Filesystem Mount – Mounting Subdirectory of Home on Own Partition Confuses Disk Usage Report

disk-usagefilesystemsmount

1. Situation

1.1 Devices

My filesystem has the following arrangement

  • /dev/sda8 of 323 GiB is mounted to /home
  • /dev/sda13 of 90 GiB is mounted to /home/user2/storage

with the original intention to separate the fate of /home/user2/storage from that of all the rest.

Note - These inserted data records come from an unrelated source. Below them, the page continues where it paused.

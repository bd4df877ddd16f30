use serde::{Deserialize, Serialize};

/// Controller phase of the intake/recognition lifecycle
#[derive(Debug, Clone, Copy, PartialEq, Eq, Serialize, Deserialize, Default)]
#[serde(rename_all = "camelCase")]
pub enum ControllerPhase {
    #[default]
    Idle,
    PreviewShown,
    Recognizing,
    SucceededWithText,
    SucceededEmpty,
    Failed,
}

#[derive(Debug, Clone, Copy, PartialEq, Eq, Serialize, Deserialize)]
#[serde(rename_all = "lowercase")]
pub enum BannerKind {
    Error,
    Success,
}

/// Transient message banner; at most one is visible
#[derive(Debug, Clone, PartialEq, Eq, Serialize, Deserialize)]
pub struct Banner {
    pub kind: BannerKind,
    pub message: String,
}

impl Banner {
    pub fn error(message: impl Into<String>) -> Self {
        Self {
            kind: BannerKind::Error,
            message: message.into(),
        }
    }

    pub fn success(message: impl Into<String>) -> Self {
        Self {
            kind: BannerKind::Success,
            message: message.into(),
        }
    }
}

/// Lower panel: the progress and result panels are mutually exclusive
#[derive(Debug, Clone, PartialEq, Eq, Serialize, Deserialize, Default)]
#[serde(rename_all = "camelCase", tag = "type")]
pub enum Panel {
    #[default]
    Hidden,
    Progress { percent: u8, label: String },
    Result { text: String },
}

/// Snapshot of everything the front-end renders
#[derive(Debug, Clone, PartialEq, Eq, Serialize, Deserialize, Default)]
#[serde(rename_all = "camelCase")]
pub struct UiState {
    /// Bumped on every published change; older snapshots are stale
    pub revision: u64,
    pub phase: ControllerPhase,
    pub drag_active: bool,
    pub language: String,
    /// Data URI of the accepted image
    pub preview: Option<String>,
    pub panel: Panel,
    pub banner: Option<Banner>,
}

impl UiState {
    pub fn new(language: impl Into<String>) -> Self {
        Self {
            language: language.into(),
            ..Self::default()
        }
    }

    pub fn error_banner(&self) -> Option<&str> {
        match &self.banner {
            Some(Banner {
                kind: BannerKind::Error,
                message,
            }) => Some(message),
            _ => None,
        }
    }

    pub fn success_banner(&self) -> Option<&str> {
        match &self.banner {
            Some(Banner {
                kind: BannerKind::Success,
                message,
            }) => Some(message),
            _ => None,
        }
    }

    pub fn progress_percent(&self) -> Option<u8> {
        match &self.panel {
            Panel::Progress { percent, .. } => Some(*percent),
            _ => None,
        }
    }

    /// CSS width of the progress fill bar
    pub fn fill_width(&self) -> Option<String> {
        self.progress_percent().map(|p| format!("{}%", p))
    }

    pub fn result_text(&self) -> Option<&str> {
        match &self.panel {
            Panel::Result { text } => Some(text),
            _ => None,
        }
    }

    pub fn is_progress_visible(&self) -> bool {
        matches!(self.panel, Panel::Progress { .. })
    }

    pub fn is_result_visible(&self) -> bool {
        matches!(self.panel, Panel::Result { .. })
    }
}
pub mod config;
pub mod recognition;
pub mod selected_file;
pub mod ui_state;
use crate::error::IntakeError;
use crate::models::config::IntakeConfig;
use crate::models::selected_file::FileInfo;

/// Check a file's metadata against the intake limits. No content is needed.
///
/// The type check runs first, so an oversized non-image reports the type.
pub fn validate_file(file: &FileInfo, limits: &IntakeConfig) -> Result<(), IntakeError> {
    if !file.mime_type.starts_with(&limits.accepted_mime_prefix) {
        return Err(IntakeError::InvalidType {
            mime_type: file.mime_type.clone(),
        });
    }

    if file.size > limits.max_file_bytes {
        return Err(IntakeError::TooLarge {
            size: file.size,
            max: limits.max_file_bytes,
        });
    }

    Ok(())
}

#[cfg(test)]
mod tests {
    use super::*;

    const MIB: u64 = 1024 * 1024;

    fn file(mime: &str, size: u64) -> FileInfo {
        FileInfo::new("upload", mime, size)
    }

    #[test]
    fn test_accepts_images_within_limit() {
        let limits = IntakeConfig::default();
        for mime in ["image/png", "image/jpeg", "image/webp", "image/svg+xml"] {
            assert!(validate_file(&file(mime, 1024), &limits).is_ok(), "{} should pass", mime);
        }
    }

    #[test]
    fn test_rejects_non_image_types() {
        let limits = IntakeConfig::default();
        for mime in ["application/pdf", "text/plain", "", "video/mp4", "IMAGE/PNG", "x-image/png"] {
            let result = validate_file(&file(mime, 10), &limits);
            assert!(
                matches!(result, Err(IntakeError::InvalidType { .. })),
                "{:?} should be rejected",
                mime
            );
        }
    }

    #[test]
    fn test_size_limit_is_inclusive() {
        let limits = IntakeConfig::default();

        assert!(validate_file(&file("image/png", 10 * MIB), &limits).is_ok());

        let result = validate_file(&file("image/png", 10 * MIB + 1), &limits);
        match result {
            Err(IntakeError::TooLarge { size, max }) => {
                assert_eq!(size, 10 * MIB + 1);
                assert_eq!(max, 10 * MIB);
            }
            other => panic!("expected TooLarge, got {:?}", other),
        }
    }

    #[test]
    fn test_huge_declared_size_rejected_without_content() {
        let limits = IntakeConfig::default();
        let result = validate_file(&file("image/tiff", 2 * 1024 * MIB), &limits);
        assert!(matches!(result, Err(IntakeError::TooLarge { .. })));
    }

    #[test]
    fn test_oversized_non_image_reports_type_first() {
        let limits = IntakeConfig::default();
        let result = validate_file(&file("application/zip", 11 * MIB), &limits);
        assert!(matches!(result, Err(IntakeError::InvalidType { .. })));
    }

    #[test]
    fn test_custom_limit() {
        let limits = IntakeConfig {
            max_file_bytes: 100,
            ..IntakeConfig::default()
        };
        assert!(validate_file(&file("image/gif", 100), &limits).is_ok());
        assert!(validate_file(&file("image/gif", 101), &limits).is_err());
    }
}
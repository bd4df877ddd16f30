use crate::error::{ClipboardError, EngineError, IntakeError};
use crate::models::config::AppConfig;
use crate::models::recognition::{JobId, JobOutcome, ProgressEvent, RecognitionJob, RecognitionOutput};
use crate::models::selected_file::{FileInfo, SelectedFile};
use crate::models::ui_state::{Banner, BannerKind, ControllerPhase, Panel, UiState};
use crate::services::banner::{hide_after, BannerSlot, BannerTicket};
use crate::services::clipboard::ClipboardWriter;
use crate::services::data_uri;
use crate::services::ocr::{ProgressSink, RecognitionEngine};
use crate::services::presenter::UiPresenter;
use crate::services::validation::validate_file;
use parking_lot::Mutex;
use std::path::Path;
use std::sync::Arc;
use tokio::task::JoinHandle;
use tokio::time::sleep;
use tracing::{debug, error, info, warn};

/// Mutable controller state; the single source of truth for the UI
struct ControllerState {
    ui: UiState,
    banners: BannerSlot,
    next_job_id: u64,
    /// Submission whose callbacks may still touch the UI
    current: Option<JobId>,
    job: Option<RecognitionJob>,
}

impl ControllerState {
    fn snapshot(&self) -> UiState {
        let mut ui = self.ui.clone();
        ui.banner = self.banners.current().cloned();
        ui
    }

    /// Snapshot of a change about to be rendered
    fn publish(&mut self) -> UiState {
        self.ui.revision += 1;
        self.snapshot()
    }

    fn is_current(&self, id: JobId) -> bool {
        self.current == Some(id)
    }
}

struct ControllerInner {
    state: Mutex<ControllerState>,
    config: AppConfig,
    engine: Arc<dyn RecognitionEngine>,
    presenter: Arc<dyn UiPresenter>,
    clipboard: Arc<dyn ClipboardWriter>,
    /// Revision of the last snapshot handed to the presenter
    rendered: Mutex<u64>,
}

/// Handle to a submission's background work (data URI read + recognition)
#[derive(Debug)]
pub struct RecognitionTask {
    id: JobId,
    handle: JoinHandle<()>,
}

impl RecognitionTask {
    pub fn id(&self) -> JobId {
        self.id
    }

    /// Wait for the job's callbacks to run to completion
    pub async fn finished(self) {
        if let Err(e) = self.handle.await {
            error!(job = %self.id, error = %e, "recognition task aborted");
        }
    }
}

/// Intake & recognition controller.
///
/// Accepts files, validates them, drives one recognition job at a time and
/// publishes every UI change to the presenter. Cloning shares the same state.
#[derive(Clone)]
pub struct IntakeController {
    inner: Arc<ControllerInner>,
}

impl IntakeController {
    pub fn new(
        config: AppConfig,
        engine: Arc<dyn RecognitionEngine>,
        presenter: Arc<dyn UiPresenter>,
        clipboard: Arc<dyn ClipboardWriter>,
    ) -> Self {
        let ui = UiState::new(config.recognition.default_language.clone());
        let state = ControllerState {
            ui,
            banners: BannerSlot::default(),
            next_job_id: 0,
            current: None,
            job: None,
        };

        let controller = Self {
            inner: Arc::new(ControllerInner {
                state: Mutex::new(state),
                config,
                engine,
                presenter,
                clipboard,
                rendered: Mutex::new(0),
            }),
        };
        controller.inner.render_now();
        controller
    }

    pub fn config(&self) -> &AppConfig {
        &self.inner.config
    }

    /// Current UI snapshot
    pub fn state(&self) -> UiState {
        self.inner.state.lock().snapshot()
    }

    /// The most recent recognition job, if one has started
    pub fn current_job(&self) -> Option<RecognitionJob> {
        self.inner.state.lock().job.clone()
    }

    pub fn language(&self) -> String {
        self.inner.state.lock().ui.language.clone()
    }

    /// Select the language used by subsequent submissions
    pub fn set_language(&self, code: &str) -> Result<(), IntakeError> {
        if !self.inner.config.recognition.supports(code) {
            warn!(language = code, "rejected unsupported language");
            let e = IntakeError::UnsupportedLanguage(code.to_string());
            self.inner.show_banner(Banner::error(self.inner.intake_message(&e)));
            return Err(e);
        }

        self.inner.update(|state| {
            state.ui.language = code.to_string();
        });
        debug!(language = code, "language selected");
        Ok(())
    }

    pub fn drag_enter(&self) {
        self.inner.set_drag_active(true);
    }

    pub fn drag_over(&self) {
        self.inner.set_drag_active(true);
    }

    pub fn drag_leave(&self) {
        self.inner.set_drag_active(false);
    }

    /// Drop onto the intake zone. Always clears the drag highlight, then
    /// checks the first file like [`select_files`](Self::select_files).
    pub fn drop_files(&self, files: Vec<FileInfo>) -> Option<Result<FileInfo, IntakeError>> {
        self.inner.set_drag_active(false);
        self.select_files(files)
    }

    /// File chooser selection. Only the first file is checked; its content
    /// should be read and passed to [`handle_file`](Self::handle_file) only
    /// when this returns `Some(Ok(_))`.
    pub fn select_files(&self, files: Vec<FileInfo>) -> Option<Result<FileInfo, IntakeError>> {
        if files.len() > 1 {
            debug!(count = files.len(), "multiple files selected, using the first");
        }
        let file = files.into_iter().next()?;
        Some(self.check_file(&file).map(|()| file))
    }

    /// Validate file metadata; a rejection shows its error banner
    pub fn check_file(&self, file: &FileInfo) -> Result<(), IntakeError> {
        validate_file(file, &self.inner.config.intake).map_err(|e| {
            warn!(file = %file.name, mime = %file.mime_type, size = file.size, error = %e, "file rejected");
            self.inner.show_banner(Banner::error(self.inner.intake_message(&e)));
            e
        })
    }

    /// Read a file from disk and submit it
    pub async fn open_path(&self, path: &Path) -> Result<RecognitionTask, IntakeError> {
        match data_uri::load_file(path).await {
            Ok(file) => self.handle_file(file),
            Err(e) => {
                warn!(path = %path.display(), error = %e, "failed to read file");
                self.inner
                    .show_banner(Banner::error(self.inner.config.messages.read_failed.clone()));
                Err(e)
            }
        }
    }

    /// Validate a read file and, if accepted, start its recognition job.
    ///
    /// Must be called from within a tokio runtime.
    pub fn handle_file(&self, file: SelectedFile) -> Result<RecognitionTask, IntakeError> {
        self.check_file(&file.info())?;

        let (id, language) = self.inner.update(|state| {
            state.banners.clear();
            state.next_job_id += 1;
            let id = JobId(state.next_job_id);
            state.current = Some(id);
            (id, state.ui.language.clone())
        });

        match data_uri::image_dimensions(&file.bytes) {
            Some((w, h)) => info!(job = %id, file = %file.name, width = w, height = h, "file accepted"),
            None => info!(job = %id, file = %file.name, "file accepted"),
        }

        let inner = Arc::clone(&self.inner);
        let handle = tokio::spawn(async move {
            inner.run_job(id, language, file).await;
        });

        Ok(RecognitionTask { id, handle })
    }

    /// Copy the current result text to the clipboard.
    ///
    /// Returns `Ok(false)` when there is no result text to copy.
    pub fn copy_result(&self) -> Result<bool, ClipboardError> {
        let text = {
            let state = self.inner.state.lock();
            match &state.ui.panel {
                Panel::Result { text } if !text.is_empty() => text.clone(),
                _ => {
                    debug!("copy requested without result text");
                    return Ok(false);
                }
            }
        };

        match self.inner.clipboard.write_text(&text) {
            Ok(()) => {
                info!(chars = text.chars().count(), "result copied to clipboard");
                self.inner
                    .show_banner(Banner::success(self.inner.config.messages.copied.clone()));
                Ok(true)
            }
            Err(e) => {
                error!(error = %e, "clipboard write failed");
                self.inner
                    .show_banner(Banner::error(self.inner.config.messages.copy_failed.clone()));
                Err(e)
            }
        }
    }
}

Both are logical partitions. lsblk is quoted below.

1.2 Mounting

The mount instructions are encoded in /etc/fstab with the lines

UUID=[that of /dev/sda8]  /home/  ext4  defaults 0 2
UUID=[that of /dev/sda13] /home/user2/storage  ext4  defaults 0 2

In frankness, I copycatted the last line from the other mount instructions.
Also, /etc is mounted to another partition.
The output of mount is quoted below.

2. Evidence

This arrangement has had some side effects on the way the system tools report on disk usage.

As a consequence, I am not quite sure which diagnostics I should trust, and how much disk space I actually can count on.

Note that in the computer in point there are a user1 and a user2.

2.1 /dev/sda13 (storage) seen from df

Using df as either user1 or user2 gives

  • df -h shows no output at all for /dev/sda13
  • df -ha just shows - for the disk usage of /dev/sda13

If user2 is logged in (and the storage directory has been mounted)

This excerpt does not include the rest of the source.